*** Opening of Supplied entries ***

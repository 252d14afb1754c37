/*
 * State Arena
 *
 * Structural interning of automaton states: equal `INode`s always map to
 * the same `StateId`, so id comparison is value comparison.
 *
 * Generated states additionally record the state they were generated
 * from. The record is provenance only; it never takes part in identity.
 */

use crate::features::wpds::domain::{INode, StackSymbol, StateId};
use rustc_hash::FxHashMap;
use std::fmt::Debug;
use std::hash::Hash;

/// Canonicalizing state store, append-only
#[derive(Debug, Clone)]
pub struct StateArena<T, L> {
    states: Vec<INode<T, L>>,
    index: FxHashMap<INode<T, L>, StateId>,
    provenance: FxHashMap<StateId, StateId>,
}

impl<T, L> Default for StateArena<T, L> {
    fn default() -> Self {
        Self {
            states: Vec::new(),
            index: FxHashMap::default(),
            provenance: FxHashMap::default(),
        }
    }
}

impl<T, L> StateArena<T, L>
where
    T: Clone + Eq + Hash + Debug,
    L: StackSymbol,
{
    pub fn new() -> Self {
        Self::default()
    }

    /// Canonical id of `node`, allocating on first sight
    pub fn intern(&mut self, node: INode<T, L>) -> StateId {
        if let Some(&id) = self.index.get(&node) {
            return id;
        }
        let id = StateId(self.states.len() as u32);
        self.states.push(node.clone());
        self.index.insert(node, id);
        id
    }

    pub fn single(&mut self, fact: T) -> StateId {
        self.intern(INode::Single(fact))
    }

    /// Generated state for `origin`'s fact entered with `label`
    pub fn generated(&mut self, origin: StateId, label: L) -> StateId {
        let fact = self.get(origin).fact().clone();
        let id = self.intern(INode::Generated { fact, label });
        self.provenance.entry(id).or_insert(origin);
        id
    }

    pub fn lookup(&self, node: &INode<T, L>) -> Option<StateId> {
        self.index.get(node).copied()
    }

    pub fn lookup_single(&self, fact: &T) -> Option<StateId> {
        self.lookup(&INode::Single(fact.clone()))
    }

    /// State behind `id`; ids are only minted by this arena
    pub fn get(&self, id: StateId) -> &INode<T, L> {
        &self.states[id.index()]
    }

    /// State a generated state was derived from
    pub fn origin(&self, id: StateId) -> Option<StateId> {
        self.provenance.get(&id).copied()
    }

    pub fn len(&self) -> usize {
        self.states.len()
    }

    pub fn is_empty(&self) -> bool {
        self.states.is_empty()
    }

    pub fn iter(&self) -> impl Iterator<Item = (StateId, &INode<T, L>)> {
        self.states
            .iter()
            .enumerate()
            .map(|(i, node)| (StateId(i as u32), node))
    }
}
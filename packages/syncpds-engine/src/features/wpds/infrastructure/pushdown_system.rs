/*
 * Pushdown Rule Store
 *
 * Rules are keyed by shape (from, label, to, kind). Inserting a duplicate
 * combines its weight into the stored one with ⊕; rules are never removed.
 */

use crate::features::weights::Weight;
use crate::features::wpds::domain::{Rule, RuleInsert, RuleKey, StackSymbol, StateId};
use rustc_hash::FxHashMap;

/// Weighted rule set with lookup by left- and right-hand state
#[derive(Debug, Clone)]
pub struct PushdownSystem<L, W> {
    weights: FxHashMap<RuleKey<L>, W>,
    order: Vec<RuleKey<L>>,
    by_from: FxHashMap<StateId, Vec<RuleKey<L>>>,
    by_to: FxHashMap<StateId, Vec<RuleKey<L>>>,
}

impl<L, W> Default for PushdownSystem<L, W> {
    fn default() -> Self {
        Self {
            weights: FxHashMap::default(),
            order: Vec::new(),
            by_from: FxHashMap::default(),
            by_to: FxHashMap::default(),
        }
    }
}

impl<L: StackSymbol, W: Weight> PushdownSystem<L, W> {
    pub fn new() -> Self {
        Self::default()
    }

    /// Insert `rule`, combining with an existing rule of the same shape
    pub fn add_rule(&mut self, rule: Rule<L, W>) -> RuleInsert {
        rule.key.assert_well_formed();
        let Rule { key, weight } = rule;

        if let Some(stored) = self.weights.get_mut(&key) {
            let combined = stored.combine(&weight);
            if combined == *stored {
                return RuleInsert::Unchanged;
            }
            *stored = combined;
            return RuleInsert::WeightCombined;
        }

        self.by_from.entry(key.from).or_default().push(key.clone());
        self.by_to.entry(key.to).or_default().push(key.clone());
        self.order.push(key.clone());
        self.weights.insert(key, weight);
        RuleInsert::Added
    }

    /// Stored rule with its current weight
    pub fn rule(&self, key: &RuleKey<L>) -> Option<Rule<L, W>> {
        self.weights.get(key).map(|w| Rule {
            key: key.clone(),
            weight: w.clone(),
        })
    }

    /// Rules whose left-hand state is `state`
    pub fn rules_from(&self, state: StateId) -> impl Iterator<Item = Rule<L, W>> + '_ {
        self.by_from
            .get(&state)
            .into_iter()
            .flatten()
            .filter_map(move |key| self.rule(key))
    }

    /// Rules whose right-hand state is `state`
    pub fn rules_into(&self, state: StateId) -> impl Iterator<Item = Rule<L, W>> + '_ {
        self.by_to
            .get(&state)
            .into_iter()
            .flatten()
            .filter_map(move |key| self.rule(key))
    }

    /// All rules in insertion order
    pub fn rules(&self) -> impl Iterator<Item = Rule<L, W>> + '_ {
        self.order.iter().filter_map(move |key| self.rule(key))
    }

    pub fn len(&self) -> usize {
        self.order.len()
    }

    pub fn is_empty(&self) -> bool {
        self.order.is_empty()
    }
}
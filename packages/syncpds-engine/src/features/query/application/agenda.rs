/*
 * POI Agenda
 *
 * One round:
 *   1. saturate the root solver
 *   2. create the alias sub-queries every pending POI needs
 *   3. saturate the sub-queries
 *   4. decide resolutions from sub-query allocation sites
 *   5. fire them, re-link returns if the call graph grew
 * Rounds repeat until one makes no progress.
 *
 * A POI met at origin (s, x) is resolved with sub-queries anchored at s:
 * - field POI on base b: fires for the origin when b and x share an
 *   allocation statement
 * - call-site POI on receiver r: every allocated type of r is dispatched
 *   and the target added to the call graph
 */

use super::expander::QueryExpander;
use super::sub_queries::SubQueryPool;
use crate::config::AnalysisConfig;
use crate::features::query::infrastructure::{FlowFunctions, OnTheFlyCallGraph};
use crate::features::sync_pds::{PoiKey, Resolution, SolverStatus, SyncPdsSolver};
use crate::features::weights::{Weight, WeightFunctions};
use crate::shared::models::{Method, Node};
use crate::shared::ports::ProgramModel;
use std::collections::BTreeSet;
use std::time::Instant;
use tracing::trace;

/// What every solver of one engine reads
pub(crate) struct QueryEnv<'a> {
    pub(crate) program: &'a dyn ProgramModel,
    pub(crate) call_graph: &'a OnTheFlyCallGraph,
    pub(crate) config: &'a AnalysisConfig,
    /// Flow functions of alias sub-queries
    pub(crate) backward: &'a dyn FlowFunctions,
}

/// Sub-query seeds needed by the pending POIs of `solver`
fn required_anchors<V: Weight>(solver: &SyncPdsSolver<V>) -> Vec<Node> {
    let mut out = Vec::new();
    for poi in solver.indirections() {
        let key = poi.key();
        for origin in poi.origins() {
            out.push(Node::new(origin.stmt.clone(), key.base.clone()));
            if !key.is_call_site() {
                out.push(Node::new(origin.stmt.clone(), origin.fact.clone()));
            }
        }
    }
    out
}

/// Dispatch targets of a call-site POI found so far
fn call_targets(env: &QueryEnv<'_>, pool: &SubQueryPool, key: &PoiKey, origins: &[Node]) -> BTreeSet<Method> {
    let mut targets: BTreeSet<Method> = env.call_graph.discovered(&key.location).into_iter().collect();
    let Some(method_name) = env
        .program
        .invoke_expr(&key.location)
        .map(|call| call.method_name.clone())
    else {
        return targets;
    };
    for origin in origins {
        let anchor = Node::new(origin.stmt.clone(), key.base.clone());
        let Some(sites) = pool.allocation_sites(&anchor) else {
            continue;
        };
        for site in sites {
            let type_name = env
                .program
                .statement(&site.stmt)
                .and_then(|kind| kind.allocation_type_of(&site.fact));
            if let Some(target) = type_name.and_then(|t| env.program.resolve_virtual(t, &method_name)) {
                targets.insert(target);
            }
        }
    }
    targets
}

/// Resolutions ready for the POIs of `solver`
fn decide<V: Weight>(env: &QueryEnv<'_>, pool: &SubQueryPool, solver: &SyncPdsSolver<V>) -> Vec<(PoiKey, Resolution)> {
    let mut out = Vec::new();
    for poi in solver.indirections() {
        let key = poi.key();
        if key.is_call_site() {
            let origins: Vec<Node> = poi.origins().cloned().collect();
            for target in call_targets(env, pool, key, &origins) {
                env.call_graph.add_edge(&key.location, &target);
                let resolution = Resolution::Callee(target);
                if !poi.has_fired(&resolution) {
                    out.push((key.clone(), resolution));
                }
            }
            continue;
        }
        for origin in poi.unresolved_origins() {
            let base = pool.allocation_statements(&Node::new(origin.stmt.clone(), key.base.clone()));
            let fact = pool.allocation_statements(&Node::new(origin.stmt.clone(), origin.fact.clone()));
            if let (Some(base), Some(fact)) = (base, fact) {
                if !base.is_disjoint(&fact) {
                    out.push((key.clone(), Resolution::Alias(origin)));
                }
            }
        }
    }
    out
}

/// Drive `root` and its sub-queries to a joint fixpoint or the deadline
pub(crate) fn drive<V: Weight>(
    env: &QueryEnv<'_>,
    flows: &dyn FlowFunctions,
    weights: &dyn WeightFunctions<V>,
    root: &mut SyncPdsSolver<V>,
    pool: &mut SubQueryPool,
    deadline: Option<Instant>,
) -> SolverStatus {
    let mut expander = QueryExpander::new(env.program, env.call_graph, flows, weights, env.config);
    let mut round = 0usize;
    loop {
        round += 1;
        let generation = env.call_graph.generation();
        if root.solve(&mut expander, deadline) == SolverStatus::TimedOut {
            return SolverStatus::TimedOut;
        }

        let mut progress = false;
        let mut wanted = required_anchors(root);
        for (_, solver) in pool.solvers() {
            wanted.extend(required_anchors(solver));
        }
        for anchor in wanted {
            progress |= pool.ensure(anchor);
        }
        if pool.saturate(env, deadline) == SolverStatus::TimedOut {
            return SolverStatus::TimedOut;
        }

        let root_decisions = decide(env, pool, root);
        let pool_decisions: Vec<_> = pool
            .solvers()
            .flat_map(|(owner, solver)| {
                decide(env, pool, solver)
                    .into_iter()
                    .map(move |(key, resolution)| (owner.clone(), key, resolution))
            })
            .collect();

        for (key, resolution) in root_decisions {
            progress |= root.fire_indirection(&key, resolution, &mut expander);
        }
        progress |= pool.fire(env, pool_decisions);

        if env.call_graph.generation() != generation {
            root.refresh_call_graph(&mut expander);
            pool.refresh_call_graph(env);
            progress = true;
        }

        trace!(round, sub_queries = pool.len(), progress, "agenda round");
        if !progress {
            return SolverStatus::Quiescent;
        }
    }
}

*** Close of Supplied entries ***

[Exercise requirements]: Copy out the lines of the records above in which the string "OnTheFlyCallGraph" appears.

[Expected output]:
use crate::features::query::infrastructure::{FlowFunctions, OnTheFlyCallGraph};
    pub(crate) call_graph: &'a OnTheFlyCallGraph,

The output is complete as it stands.